If you receive a decent Jewish education in America, you are taught that Purim in Israel is a two-day holiday, with Jerusalem (a walled city from the time of Joshua) celebrating on the 15th day of the Hebrew month of Adar, and the rest of the country (and world) celebrating on the 14th day of Adar. It wasn’t until I got to Israel, however, that I found out that Purim ranges anywhere from a four-day holiday to a six-day holiday (as is the case this year — what I call the Mother of All Purims). Rather than a quick hit-and-run type of Purim, therefore, as the holiday was for me in the States, Purim in Israel never seems to end: tiring for parents, paradise for kids and a big bonus for Israeli skiers who can jet over to Europe and take advantage of low, off-peak rates and short ski-lift lines.
[A hint for those who are curious: The variation in the length of the Purim holiday has to do with the fact that Shabbat observance is incompatible both with certain aspects of the celebration of Purim and with the Fast of Esther. I would like to elaborate, but if I do, my editors will get mad at me for boring the majority of you.]
All of Israel gears up for the Purim holiday. Many countries have masquerade-type holidays, and this is Israel’s. Several weeks before Purim, radio advertisements broadcast the sorry tale of a harried mother who struggles in vain to come up with costumes for her kids (with a solution provided by the advertiser’s huge selection of Purim outfits). And a month before Purim, all the bakeries of Israel start selling hamantashen (the traditional three-cornered cookie) stuffed with poppy seeds, chocolate, fruit or date-nut filling.

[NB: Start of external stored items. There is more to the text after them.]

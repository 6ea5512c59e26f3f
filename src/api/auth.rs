// src/api/auth.rs

use actix_web::http::header;
use actix_web::{get, post, web, HttpResponse};
use bcrypt::{hash, verify, DEFAULT_COST};
use serde::Deserialize;
use serde_json::json;
use utoipa::ToSchema;

use crate::auth::{auth_cookie, clear_cookie, issue_token};
use crate::error::{ApiError, Result};
use crate::models::Admin;
use crate::AppState;

#[derive(Debug, Deserialize, ToSchema)]
pub struct LoginRequest {
    pub email: String,
    pub password: String,
}

/// Unknown email and wrong password are indistinguishable to the caller.
#[utoipa::path(
    post,
    path = "/admin/login",
    tag = "auth",
    request_body = LoginRequest,
    responses(
        (status = 200, description = "Token cookie set"),
        (status = 401, description = "Invalid credentials")
    )
)]
#[post("/admin/login")]
pub async fn login(
    state: web::Data<AppState>,
    payload: web::Json<LoginRequest>,
) -> Result<HttpResponse> {
    let admin = state
        .store
        .find_admin(&payload.email)
        .await?
        .ok_or(ApiError::Unauthorized)?;

    let valid = verify(&payload.password, &admin.password)
        .map_err(|e| ApiError::Internal(format!("bcrypt verify: {e}")))?;
    if !valid {
        return Err(ApiError::Unauthorized);
    }

    let token = issue_token(&state.config.session_secret, &admin.email)
        .map_err(|e| ApiError::Internal(format!("token encode: {e}")))?;

    Ok(HttpResponse::Ok()
        .cookie(auth_cookie(token, state.config.cookie_secure))
        .json(json!({ "success": true })))
}

#[get("/logout")]
pub async fn logout(state: web::Data<AppState>) -> HttpResponse {
    HttpResponse::Found()
        .append_header((header::LOCATION, "/admin-login.html"))
        .cookie(clear_cookie(state.config.cookie_secure))
        .finish()
}

/// One-time provisioning. Credentials come from configuration only; the
/// request carries nothing.
#[utoipa::path(
    get,
    path = "/create-admin",
    tag = "auth",
    responses(
        (status = 200, description = "Admin created, or already present")
    )
)]
#[get("/create-admin")]
pub async fn create_admin(state: web::Data<AppState>) -> Result<HttpResponse> {
    let existing = state.store.find_admin(&state.config.admin_email).await?;
    if existing.is_some() {
        return Ok(HttpResponse::Ok().body("⚠ Admin already exists"));
    }

    let password = hash(&state.config.admin_pass, DEFAULT_COST)
        .map_err(|e| ApiError::Internal(format!("bcrypt hash: {e}")))?;

    state
        .store
        .insert_admin(&Admin {
            email: state.config.admin_email.clone(),
            password,
        })
        .await?;

    Ok(HttpResponse::Ok().body("✅ Admin Created Successfully"))
}
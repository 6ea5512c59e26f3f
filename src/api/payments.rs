// src/api/payments.rs

use actix_web::{post, web, HttpResponse};
use serde::Deserialize;
use serde_json::json;
use utoipa::ToSchema;

use crate::error::{ApiError, Result};
use crate::razorpay::verify_payment_signature;
use crate::AppState;

#[derive(Debug, Deserialize, ToSchema)]
pub struct CreateOrderRequest {
    /// Major currency units.
    pub amount: f64,
}

/// Creates a gateway-side order and hands the gateway's own object back
/// to the checkout page untouched.
#[utoipa::path(
    post,
    path = "/create-order",
    tag = "payments",
    request_body = CreateOrderRequest,
    responses(
        (status = 200, description = "Gateway order object"),
        (status = 502, description = "Gateway unavailable")
    )
)]
#[post("/create-order")]
pub async fn create_order(
    state: web::Data<AppState>,
    payload: web::Json<CreateOrderRequest>,
) -> Result<HttpResponse> {
    let order = state.gateway.create_order(payload.amount).await?;
    Ok(HttpResponse::Ok().json(order))
}

/// Untrusted checkout callback fields, named as the gateway sends them.
#[derive(Debug, Deserialize, ToSchema)]
pub struct VerifyPaymentRequest {
    pub razorpay_order_id: String,
    pub razorpay_payment_id: String,
    pub razorpay_signature: String,
}

#[utoipa::path(
    post,
    path = "/verify-payment",
    tag = "payments",
    request_body = VerifyPaymentRequest,
    responses(
        (status = 200, description = "Order marked Paid"),
        (status = 400, description = "Signature mismatch"),
        (status = 404, description = "No order with that id"),
        (status = 500, description = "Server error")
    )
)]
#[post("/verify-payment")]
pub async fn verify_payment(
    state: web::Data<AppState>,
    payload: web::Json<VerifyPaymentRequest>,
) -> Result<HttpResponse> {
    let payload = payload.into_inner();

    let valid = verify_payment_signature(
        &state.config.razorpay_secret,
        &payload.razorpay_order_id,
        &payload.razorpay_payment_id,
        &payload.razorpay_signature,
    );
    if !valid {
        return Err(ApiError::InvalidSignature);
    }

    // Single conditional write; no read-modify-write window.
    let matched = state
        .store
        .mark_order_paid(&payload.razorpay_order_id, &payload.razorpay_payment_id)
        .await?;
    if !matched {
        return Err(ApiError::OrderNotFound);
    }

    Ok(HttpResponse::Ok().json(json!({ "success": true })))
}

In Israel, the process of getting caught up in the Purim spirit is facilitated by the social dynamics of the state. This was forcefully epitomized for me a few years ago when, five weeks before Purim, my ten-year-old neighbor Shuli knocked on our door. She wanted to know if she could borrow my son Elie’s policeman costume for Purim. A perfectly reasonable request, but remarkable since Shuli happens to be Christian (yes, we have some token gentiles in Givat Ze’ev). Purim is thus one of those test-cases for seeing what it means to live in a country whose majority culture is Jewish. With the exception of the Arab population, all children in Israel celebrate Purim. Outside of Israel, Purim is largely relegated to the synagogue, and tens of thousands of “unaffiliated” Jewish children do not even know what they’re missing.
The 12th day of Adar is special, because on this day all the children of Israel come to school in costume. (Although this year it’s going to happen on the 10th day of Adar — March 16 — because the Fast of Esther had to be moved from Saturday, March 19, to Thursday March 17. Oops — I said that I was going to spare you.) The streets are filled with hundreds of beautiful Queen Esthers, handsome Mordecais, regal King Ahashveroshes and evil Hamans.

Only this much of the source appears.